▶ Your instructions
Based on the listing below, report how many lines contain the word "info". Nothing but the number, please.
▼▼▼
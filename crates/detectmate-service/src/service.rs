//! Service composition: identity + Manager + Engine + ConfigManager.
//!
//! A service owns the lifecycle latch and wires the canonical commands
//! (`start`, `stop`, `status`, `reconfigure`; `ping` is built into the
//! manager). Construction order matters: telemetry and the latch first, then
//! the manager (so the command channel is up before the engine), then the
//! engine (which may auto-start), then the config manager. The command
//! handlers reach the engine and config manager through late-bound cells so
//! the manager can be constructed before they exist.

use std::sync::Arc;

use once_cell::sync::OnceCell;
use serde_json::{Value, json};
use thiserror::Error;
use tracing::{debug, error, info, warn};

use detectmate_config::Settings;

use crate::config_manager::{ConfigManager, ConfigManagerError, ConfigSchema};
use crate::engine::{Engine, EngineError};
use crate::lifecycle::LifecycleLatch;
use crate::manager::{CommandError, CommandRegistry, Manager};
use crate::processor::{Processor, ProcessorError};
use crate::telemetry::{self, TelemetryError};
use crate::transport::{
    EngineSocketFactory, ManagerSocketFactory, SocketError, StreamEngineSocketFactory,
    StreamManagerSocketFactory,
};

const SERVICE_TARGET: &str = concat!(env!("CARGO_PKG_NAME"), "::service");

/// Collaborators a service can be built with.
///
/// The defaults cover production wiring; tests swap the socket factories for
/// in-memory implementations and attach a config schema.
pub struct ServiceOptions {
    /// Validation schema for the config manager, when one applies.
    pub config_schema: Option<Arc<dyn ConfigSchema>>,
    /// Factory for the engine input and output sockets.
    pub engine_sockets: Arc<dyn EngineSocketFactory>,
    /// Factory for the command channel socket.
    pub manager_sockets: Arc<dyn ManagerSocketFactory>,
}

impl Default for ServiceOptions {
    fn default() -> Self {
        Self {
            config_schema: None,
            engine_sockets: Arc::new(StreamEngineSocketFactory),
            manager_sockets: Arc::new(StreamManagerSocketFactory),
        }
    }
}

/// One running pipeline component.
pub struct Service {
    settings: Settings,
    latch: Arc<LifecycleLatch>,
    engine: Arc<Engine>,
    manager: Manager,
    config_manager: Option<Arc<ConfigManager>>,
    processor: Arc<dyn Processor>,
}

impl Service {
    /// Builds a service with the default collaborators.
    pub fn new(settings: Settings, processor: Arc<dyn Processor>) -> Result<Self, ServiceError> {
        Self::with_options(settings, processor, ServiceOptions::default())
    }

    /// Builds a service with explicit collaborators.
    pub fn with_options(
        settings: Settings,
        processor: Arc<dyn Processor>,
        options: ServiceOptions,
    ) -> Result<Self, ServiceError> {
        telemetry::initialise(&settings)?;

        let latch = Arc::new(LifecycleLatch::new());
        let engine_cell: Arc<OnceCell<Arc<Engine>>> = Arc::new(OnceCell::new());
        let config_cell: Arc<OnceCell<Arc<ConfigManager>>> = Arc::new(OnceCell::new());

        let registry = build_registry(&settings, &latch, &engine_cell, &config_cell);
        let manager = Manager::start(
            &settings,
            registry,
            options.manager_sockets.as_ref(),
            Arc::clone(&latch),
        )
        .map_err(|source| ServiceError::Manager { source })?;

        let engine = match Engine::new(
            &settings,
            Arc::clone(&processor),
            options.engine_sockets.as_ref(),
        ) {
            Ok(engine) => Arc::new(engine),
            Err(source) => {
                manager.close();
                return Err(ServiceError::Engine(source));
            }
        };
        let _ = engine_cell.set(Arc::clone(&engine));

        let config_manager = match &settings.config_file {
            Some(path) => {
                debug!(target: SERVICE_TARGET, path = %path, "initialising config manager");
                match ConfigManager::new(path.clone(), options.config_schema) {
                    Ok(manager_value) => {
                        let manager_value = Arc::new(manager_value);
                        let _ = config_cell.set(Arc::clone(&manager_value));
                        Some(manager_value)
                    }
                    Err(source) => {
                        let _ = engine.stop();
                        manager.close();
                        return Err(ServiceError::Config(source));
                    }
                }
            }
            None => None,
        };

        debug!(
            target: SERVICE_TARGET,
            component_type = %settings.component_type,
            component_id = %settings.component_id,
            "service created"
        );
        Ok(Self {
            settings,
            latch,
            engine,
            manager,
            config_manager,
            processor,
        })
    }

    /// Resolved settings this service runs with.
    #[must_use]
    pub fn settings(&self) -> &Settings {
        &self.settings
    }

    /// The stop latch; setting it makes [`Service::run`] return.
    #[must_use]
    pub fn latch(&self) -> Arc<LifecycleLatch> {
        Arc::clone(&self.latch)
    }

    /// Whether the engine worker is running.
    #[must_use]
    pub fn engine_running(&self) -> bool {
        self.engine.is_running()
    }

    /// Config manager, when a `config_file` is configured.
    #[must_use]
    pub fn config_manager(&self) -> Option<&Arc<ConfigManager>> {
        self.config_manager.as_ref()
    }

    /// Hook run when the service enters its scope.
    pub fn setup_io(&self) -> Result<(), ProcessorError> {
        self.processor.setup()?;
        info!(target: SERVICE_TARGET, "setup_io: ready to process messages");
        Ok(())
    }

    /// Kicks off the engine, then blocks until stop is requested.
    pub fn run(&self) {
        if self.engine.is_running() {
            debug!(target: SERVICE_TARGET, "engine already running");
        } else {
            info!(target: SERVICE_TARGET, "{}", self.engine.start());
        }

        self.latch.wait();

        // stop() is idempotent, so shutdown always routes through the
        // engine's close-and-join sequence no matter who requested it.
        if let Err(error) = self.engine.stop() {
            error!(target: SERVICE_TARGET, %error, "failed to stop engine");
        }
    }

    /// Requests stop and shuts the engine down.
    pub fn stop(&self) -> Result<(), EngineError> {
        self.latch.set();
        self.engine.stop()
    }
}

impl Drop for Service {
    fn drop(&mut self) {
        self.latch.set();
        if let Err(error) = self.engine.stop() {
            warn!(target: SERVICE_TARGET, %error, "engine stop during teardown failed");
        }
        self.manager.close();
    }
}

fn build_registry(
    settings: &Settings,
    latch: &Arc<LifecycleLatch>,
    engine_cell: &Arc<OnceCell<Arc<Engine>>>,
    config_cell: &Arc<OnceCell<Arc<ConfigManager>>>,
) -> CommandRegistry {
    let mut registry = CommandRegistry::new();

    {
        let engine = Arc::clone(engine_cell);
        registry.register_no_arg("start", move || {
            let engine = bound_engine(&engine)?;
            let reply = engine.start();
            info!(target: SERVICE_TARGET, "{reply}");
            Ok(reply.to_owned())
        });
    }

    {
        let engine = Arc::clone(engine_cell);
        let latch = Arc::clone(latch);
        registry.register_no_arg("stop", move || {
            if latch.is_set() {
                return Ok("already stopping or stopped".to_owned());
            }
            info!(target: SERVICE_TARGET, "stop command received");
            latch.set();
            let engine = bound_engine(&engine)?;
            match engine.stop() {
                Ok(()) => Ok("engine stopped".to_owned()),
                Err(error) => {
                    error!(target: SERVICE_TARGET, %error, "failed to stop engine");
                    Ok(format!("error: failed to stop engine - {error}"))
                }
            }
        });
    }

    {
        let settings = settings.clone();
        let engine = Arc::clone(engine_cell);
        let config = Arc::clone(config_cell);
        registry.register_no_arg("status", move || {
            let running = engine.get().is_some_and(|engine| engine.is_running());
            let report = status_report(&settings, running, config.get());
            serde_json::to_string_pretty(&report)
                .map_err(|error| CommandError::new(format!("failed to serialize status: {error}")))
        });
    }

    {
        let config = Arc::clone(config_cell);
        registry.register_with_command("reconfigure", move |command| {
            Ok(handle_reconfigure(config.get(), command))
        });
    }

    registry
}

fn bound_engine(cell: &OnceCell<Arc<Engine>>) -> Result<&Arc<Engine>, CommandError> {
    cell.get()
        .ok_or_else(|| CommandError::new("engine not initialised yet"))
}

fn status_report(settings: &Settings, running: bool, config: Option<&Arc<ConfigManager>>) -> Value {
    let configs = match config {
        Some(manager) => manager.get().unwrap_or_else(|| {
            warn!(target: SERVICE_TARGET, "config manager holds no parameters");
            json!({})
        }),
        None => {
            warn!(target: SERVICE_TARGET, "no config manager initialised");
            json!({})
        }
    };
    json!({
        "status": {
            "component_type": &settings.component_type,
            "component_id": settings.component_id.as_str(),
            "running": running,
        },
        "settings": settings,
        "configs": configs,
    })
}

fn handle_reconfigure(manager: Option<&Arc<ConfigManager>>, command: &str) -> String {
    let Some(manager) = manager else {
        return "reconfigure: no config manager configured".to_owned();
    };

    // Command shape: `reconfigure [persist] <json>`.
    let rest = command
        .split_once(char::is_whitespace)
        .map(|(_, rest)| rest.trim())
        .unwrap_or_default();
    let (persist, payload) = match strip_keyword(rest, "persist") {
        Some(stripped) => (true, stripped),
        None => (false, rest),
    };

    if payload.is_empty() {
        return "reconfigure: no-op (no payload)".to_owned();
    }
    let Ok(data) = serde_json::from_str::<Value>(payload) else {
        return "reconfigure: invalid JSON".to_owned();
    };

    match manager.update(data) {
        Ok(()) => {
            if persist
                && let Err(error) = manager.save()
            {
                return format!("reconfigure: error - {error}");
            }
            info!(target: SERVICE_TARGET, persist, "reconfigured");
            "reconfigure: ok".to_owned()
        }
        Err(error) => format!("reconfigure: error - {error}"),
    }
}

fn strip_keyword<'a>(text: &'a str, keyword: &str) -> Option<&'a str> {
    let mut parts = text.splitn(2, char::is_whitespace);
    match parts.next() {
        Some(token) if token.eq_ignore_ascii_case(keyword) => {
            Some(parts.next().unwrap_or_default().trim_start())
        }
        _ => None,
    }
}

/// Errors raised while assembling a service.
#[derive(Debug, Error)]
pub enum ServiceError {
    /// Telemetry could not be initialised.
    #[error(transparent)]
    Telemetry(#[from] TelemetryError),
    /// The command channel could not be bound.
    #[error("failed to start manager: {source}")]
    Manager {
        #[source]
        source: SocketError,
    },
    /// The engine could not be constructed.
    #[error(transparent)]
    Engine(#[from] EngineError),
    /// The config manager could not load its document.
    #[error(transparent)]
    Config(#[from] ConfigManagerError),
}

#[cfg(test)]
mod tests {
    use super::*;

    #[test]
    fn strip_keyword_matches_case_insensitively() {
        assert_eq!(strip_keyword("persist {\"a\":1}", "persist"), Some("{\"a\":1}"));
        assert_eq!(strip_keyword("PERSIST {}", "persist"), Some("{}"));
        assert_eq!(strip_keyword("persist", "persist"), Some(""));
        assert_eq!(strip_keyword("{\"a\":1}", "persist"), None);
    }

    #[test]
    fn reconfigure_without_manager_reports_it() {
        assert_eq!(
            handle_reconfigure(None, "reconfigure {\"a\":1}"),
            "reconfigure: no config manager configured"
        );
    }
}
▲▲▲
▶ Response for this exercise
6